Robocopy uses eight threads by default, and we've also run it with a single thread. Our results are split between two file sets, whose vital statistics are detailed below. The compressibility percentage is based on the size of the file set after it's been crunched by 7-Zip.
|Number of files||Average file size||Total size||Compressibility|
The media set is made up of large movie files, high-bitrate MP3s, and 18-megapixel RAW and JPG images. There are only a few hundred files in total, and the data set isn't amenable to compression. The work set comprises loads of TR files, including documents, spreadsheets, and web-optimized images. It also includes a stack of programming-related files associated with our old Mozilla compiling test and the Visual Studio test on the next page. The average file size is measured in kilobytes rather than megabytes, and the files are mostly compressible.

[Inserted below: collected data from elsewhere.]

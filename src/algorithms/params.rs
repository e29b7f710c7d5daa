//! Per-call parameters shared by every algorithm.

use crate::config::{EngineConfig, DEFAULT_CUTOFF};
use crate::engine::SpawnOptions;
use crate::recursive::Node;
use crate::scheduler::Priority;
use std::time::Duration;

/// Name, cutoff, priority and optional deadline of one algorithm call.
#[derive(Debug, Clone, PartialEq, Eq)]
pub struct Params {
    name: String,
    cutoff: usize,
    priority: Priority,
    timeout: Option<Duration>,
}

impl Params {
    /// Parameters with built-in defaults and the given name.
    #[must_use]
    pub fn new(name: impl Into<String>) -> Self {
        Self {
            name: name.into(),
            cutoff: DEFAULT_CUTOFF,
            priority: Priority::default(),
            timeout: None,
        }
    }

    /// Parameters seeded from an engine configuration.
    #[must_use]
    pub fn from_config(config: &EngineConfig) -> Self {
        Self {
            name: String::from("parallel"),
            cutoff: config.default_cutoff,
            priority: config.default_priority,
            timeout: None,
        }
    }

    /// Sets the diagnostic name.
    #[must_use]
    pub fn named(mut self, name: impl Into<String>) -> Self {
        self.name = name.into();
        self
    }

    /// Sets the largest range handled sequentially. 0 behaves as 1.
    #[must_use]
    pub fn with_cutoff(mut self, cutoff: usize) -> Self {
        self.cutoff = cutoff;
        self
    }

    /// Sets the priority of posted work.
    #[must_use]
    pub fn with_priority(mut self, priority: Priority) -> Self {
        self.priority = priority;
        self
    }

    /// Bounds the call by a deadline.
    #[must_use]
    pub fn with_timeout(mut self, timeout: Duration) -> Self {
        self.timeout = Some(timeout);
        self
    }

    /// The diagnostic name.
    #[must_use]
    pub fn name(&self) -> &str {
        &self.name
    }

    /// The cutoff.
    #[must_use]
    pub fn cutoff(&self) -> usize {
        self.cutoff
    }

    /// The priority.
    #[must_use]
    pub fn priority(&self) -> Priority {
        self.priority
    }

    /// The deadline, if any.
    #[must_use]
    pub fn timeout(&self) -> Option<Duration> {
        self.timeout
    }

    pub(crate) fn root_node(&self) -> Node {
        Node::root(self.name.as_str(), self.cutoff, self.priority)
    }

    pub(crate) fn spawn_options(&self) -> SpawnOptions {
        SpawnOptions {
            timeout: self.timeout,
            priority: Some(self.priority),
            ..SpawnOptions::default()
        }
    }
}

impl Default for Params {
    fn default() -> Self {
        Self::new("parallel")
    }
}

RoboBench's write and copy tests run after the drives have been put into a simulated used state with 30 minutes of 4KB random writes. The pre-conditioning process is scripted, as is the rest of the test, ensuring that drives have the same amount of time to recover.
Let's take a look at the media set first. The buttons switch between read, write, and copy results.

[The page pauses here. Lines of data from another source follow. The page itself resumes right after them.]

//! Result sinks and the write-once completion handle.
//!
//! A [`Completer`] is how a body reports its outcome. It can be used
//! synchronously (complete before returning) or handed to another job that
//! completes it later, which is how asynchronous combine steps work. Either
//! way the outcome reaches the sink installed on the task exactly once.

use super::cell::OutcomeCell;
use super::handle::Promise;
use crate::error::{Error, Result};
use crate::types::{CancelReason, Outcome};
use parking_lot::Mutex;
use std::fmt;
use std::sync::Arc;
use std::thread;

type Callback<T> = Box<dyn FnOnce(Outcome<T>) + Send + 'static>;

enum SinkKind<T> {
    Callback(Callback<T>),
    Cell(Arc<OutcomeCell<T>>),
    Promise(Arc<Promise<T>>),
}

/// Where a task delivers its outcome.
///
/// A callback sink is invoked synchronously, on the thread that completes
/// the task. That thread may be deep inside another job; the callback must
/// not block.
pub struct ResultSink<T> {
    kind: SinkKind<T>,
}

impl<T> ResultSink<T> {
    /// A sink that calls `f` with the outcome.
    pub fn callback(f: impl FnOnce(Outcome<T>) + Send + 'static) -> Self {
        Self {
            kind: SinkKind::Callback(Box::new(f)),
        }
    }

    /// A sink that writes the outcome into a shared cell.
    #[must_use]
    pub fn cell(cell: Arc<OutcomeCell<T>>) -> Self {
        Self {
            kind: SinkKind::Cell(cell),
        }
    }

    pub(crate) fn promise(promise: Arc<Promise<T>>) -> Self {
        Self {
            kind: SinkKind::Promise(promise),
        }
    }

    pub(crate) fn deliver(self, outcome: Outcome<T>) {
        match self.kind {
            SinkKind::Callback(f) => f(outcome),
            SinkKind::Cell(cell) => {
                if cell.set(outcome).is_err() {
                    crate::tracing_compat::warn!("result cell already written; outcome dropped");
                }
            }
            SinkKind::Promise(promise) => {
                promise.fulfill(outcome);
            }
        }
    }
}

impl<T> fmt::Debug for ResultSink<T> {
    fn fmt(&self, f: &mut fmt::Formatter<'_>) -> fmt::Result {
        let kind = match self.kind {
            SinkKind::Callback(_) => "callback",
            SinkKind::Cell(_) => "cell",
            SinkKind::Promise(_) => "promise",
        };
        f.debug_tuple("ResultSink").field(&kind).finish()
    }
}

struct Slot<T> {
    name: Arc<str>,
    sink: Mutex<Option<ResultSink<T>>>,
}

impl<T> Slot<T> {
    fn deliver(&self, outcome: Outcome<T>) -> bool {
        // Released before delivery: the sink may re-enter the engine.
        let sink = self.sink.lock().take();
        match sink {
            Some(sink) => {
                sink.deliver(outcome);
                true
            }
            None => false,
        }
    }
}

/// Write-once handle used by a body to report its outcome.
///
/// Dropping a completer without completing it reports an internal error to
/// the sink, so a forgotten completion never leaves a parent waiting. During
/// a panic the drop stays silent and the panic itself is reported instead.
pub struct Completer<T> {
    slot: Arc<Slot<T>>,
}

impl<T> Completer<T> {
    pub(crate) fn new(name: Arc<str>, sink: Option<ResultSink<T>>) -> Self {
        Self {
            slot: Arc::new(Slot {
                name,
                sink: Mutex::new(sink),
            }),
        }
    }

    /// A completer whose outcome goes to `sink`.
    pub fn to_sink(name: &str, sink: ResultSink<T>) -> Self {
        Self::new(Arc::from(name), Some(sink))
    }

    /// Name of the task this completer belongs to.
    #[must_use]
    pub fn name(&self) -> &str {
        &self.slot.name
    }

    /// Returns true once an outcome has been delivered.
    #[must_use]
    pub fn is_completed(&self) -> bool {
        self.slot.sink.lock().is_none()
    }

    /// Delivers an outcome. Returns false if one was already delivered.
    pub fn complete(self, outcome: Outcome<T>) -> bool {
        self.slot.deliver(outcome)
    }

    /// Delivers a value.
    pub fn ok(self, value: T) -> bool {
        self.complete(Outcome::Ok(value))
    }

    /// Delivers an error.
    pub fn err(self, error: Error) -> bool {
        self.complete(Outcome::Err(error))
    }

    /// Delivers a cancellation.
    pub fn cancel(self, reason: CancelReason) -> bool {
        self.complete(Outcome::Cancelled(reason))
    }

    /// Delivers the result of a fallible computation.
    pub fn finish(self, result: Result<T>) -> bool {
        self.complete(Outcome::from(result))
    }

    /// Hands the sink over without delivering anything.
    pub(crate) fn into_sink(self) -> Option<ResultSink<T>> {
        self.slot.sink.lock().take()
    }

    /// A second reference used to report a panic after the completer itself
    /// was consumed by the unwinding body.
    pub(crate) fn guard(&self) -> PanicGuard<T> {
        PanicGuard {
            slot: Arc::clone(&self.slot),
        }
    }
}

impl<T> Drop for Completer<T> {
    fn drop(&mut self) {
        if thread::panicking() {
            return;
        }
        let pending = self.slot.sink.lock().take();
        if let Some(sink) = pending {
            crate::tracing_compat::warn!(task = %self.slot.name, "completer dropped without an outcome");
            sink.deliver(Outcome::Err(Error::internal(format!(
                "task {} dropped its completer without completing",
                self.slot.name
            ))));
        }
    }
}

impl<T> fmt::Debug for Completer<T> {
    fn fmt(&self, f: &mut fmt::Formatter<'_>) -> fmt::Result {
        f.debug_struct("Completer")
            .field("name", &self.slot.name)
            .field("completed", &self.is_completed())
            .finish()
    }
}

/// Reports the outcome of a body that unwound before completing.
pub(crate) struct PanicGuard<T> {
    slot: Arc<Slot<T>>,
}

impl<T> PanicGuard<T> {
    pub(crate) fn deliver(&self, outcome: Outcome<T>) -> bool {
        self.slot.deliver(outcome)
    }
}

/// Runs `body` with `done`, turning a panic into [`Outcome::Panicked`].
///
/// If the body completed before panicking, the panic is only logged.
pub(crate) fn run_guarded<T>(done: Completer<T>, body: impl FnOnce(Completer<T>)) {
    let guard = done.guard();
    if let Err(payload) = std::panic::catch_unwind(std::panic::AssertUnwindSafe(|| body(done))) {
        let payload = crate::types::PanicPayload::from_any(&*payload);
        crate::tracing_compat::error!(task = %guard.slot.name, panic = %payload, "task body panicked");
        if !guard.deliver(Outcome::Panicked(payload)) {
            crate::tracing_compat::debug!(task = %guard.slot.name, "panic after completion ignored");
        }
    } else if Arc::strong_count(&guard.slot) == 1 {
        // The completer was dropped while some inner unwind was in flight.
        guard.deliver(Outcome::Err(Error::internal(format!(
            "task {} lost its completer during a caught panic",
            guard.slot.name
        ))));
    }
}
//! Scheduler that runs every job on the posting thread.

use super::{Job, Priority, QueueIndex, Scheduler};
use crate::error::Result;
use std::cell::{Cell, RefCell};
use std::collections::VecDeque;
use std::sync::atomic::{AtomicU64, Ordering};

thread_local! {
    static DRAINING: Cell<bool> = const { Cell::new(false) };
    static DEFERRED: RefCell<VecDeque<Job>> = const { RefCell::new(VecDeque::new()) };
}

/// Clears the draining flag even if a job unwinds.
struct DrainGuard;

impl Drop for DrainGuard {
    fn drop(&mut self) {
        DRAINING.with(|draining| draining.set(false));
    }
}

/// Runs posted jobs on the posting thread, before the outermost `post`
/// returns.
///
/// A job posted from inside a running job is queued and run after the
/// current one finishes, in posting order, by the same outermost call. The
/// stack therefore stays flat however deep the tree is, and a whole tree
/// still completes during the top-level call. A job must not block waiting
/// for another job posted on the same thread.
#[derive(Debug, Default)]
pub struct InlineScheduler {
    posted: AtomicU64,
}

impl InlineScheduler {
    /// Creates an inline scheduler.
    #[must_use]
    pub fn new() -> Self {
        Self::default()
    }

    /// Number of jobs accepted so far.
    #[must_use]
    pub fn posted(&self) -> u64 {
        self.posted.load(Ordering::Relaxed)
    }
}

impl Scheduler for InlineScheduler {
    fn post(&self, job: Job, name: &str, priority: Priority, _queue: QueueIndex) -> Result<()> {
        self.posted.fetch_add(1, Ordering::Relaxed);
        if DRAINING.with(Cell::get) {
            crate::tracing_compat::trace!(job = %name, priority = %priority, "deferring nested inline job");
            DEFERRED.with(|queue| queue.borrow_mut().push_back(job));
            return Ok(());
        }
        crate::tracing_compat::trace!(job = %name, priority = %priority, "running job inline");
        DRAINING.with(|draining| draining.set(true));
        let _guard = DrainGuard;
        job();
        while let Some(next) = DEFERRED.with(|queue| queue.borrow_mut().pop_front()) {
            next();
        }
        Ok(())
    }
}

#[cfg(test)]
mod tests {
    use super::*;
    use parking_lot::Mutex;
    use std::sync::atomic::AtomicBool;
    use std::sync::Arc;

    #[test]
    fn runs_before_post_returns() {
        let scheduler = InlineScheduler::new();
        let ran = Arc::new(AtomicBool::new(false));
        let flag = Arc::clone(&ran);
        scheduler
            .post(
                Box::new(move || flag.store(true, Ordering::SeqCst)),
                "job",
                Priority::Normal,
                QueueIndex::Any,
            )
            .unwrap();
        assert!(ran.load(Ordering::SeqCst));
        assert_eq!(scheduler.posted(), 1);
    }

    fn post_recording(scheduler: &Arc<InlineScheduler>, log: &Arc<Mutex<Vec<u32>>>, id: u32, depth: u32) {
        let inner = Arc::clone(scheduler);
        let sink = Arc::clone(log);
        scheduler
            .post(
                Box::new(move || {
                    sink.lock().push(id);
                    if depth > 0 {
                        post_recording(&inner, &sink, id * 10 + 1, depth - 1);
                        post_recording(&inner, &sink, id * 10 + 2, depth - 1);
                    }
                    sink.lock().push(id + 1000);
                }),
                "nested",
                Priority::Normal,
                QueueIndex::Any,
            )
            .unwrap();
    }

    #[test]
    fn nested_posts_run_after_the_current_job() {
        let scheduler = Arc::new(InlineScheduler::new());
        let log = Arc::new(Mutex::new(Vec::new()));
        post_recording(&scheduler, &log, 1, 1);
        assert_eq!(*log.lock(), vec![1, 1001, 11, 1011, 12, 1012]);
        assert_eq!(scheduler.posted(), 3);
    }

    #[test]
    fn deep_chains_do_not_grow_the_stack() {
        fn chain(scheduler: Arc<InlineScheduler>, left: Arc<AtomicU64>) {
            if left.fetch_sub(1, Ordering::SeqCst) == 1 {
                return;
            }
            let next = Arc::clone(&scheduler);
            scheduler
                .post(
                    Box::new(move || chain(next, left)),
                    "link",
                    Priority::Normal,
                    QueueIndex::Any,
                )
                .unwrap();
        }
        let scheduler = Arc::new(InlineScheduler::new());
        let left = Arc::new(AtomicU64::new(500_000));
        chain(Arc::clone(&scheduler), Arc::clone(&left));
        assert_eq!(left.load(Ordering::SeqCst), 0);
        assert_eq!(scheduler.posted(), 499_999);
    }
}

The results of our media set tests mirror what we saw in our IOMeter synthetics. The Trion 100 and BX200 more or less manage to keep up with the pack in read speeds, but they fall far behind in our write scenarios. The good news is that neither drive got beaten out by the decrepit X25-M this time around. It's a small victory, but we'll take what we can get at this point.
In the work set, the BX200 finally starts showing signs of life. Perhaps the smaller file sizes here are more suited to leveraging this drive's SLC-like caching mechanism. Whatever the reason, we're glad to see that the BX200 isn't stuck at the bottom of the barrel.
We were holding out hope that these drives' writes would fare better in the "real-world" I/O scenarios that constitute RoboBench, but that didn't turn out to be the case. They stayed at the tail end of the pack for the most part. But their read speeds are respectable, so it's not all bad news.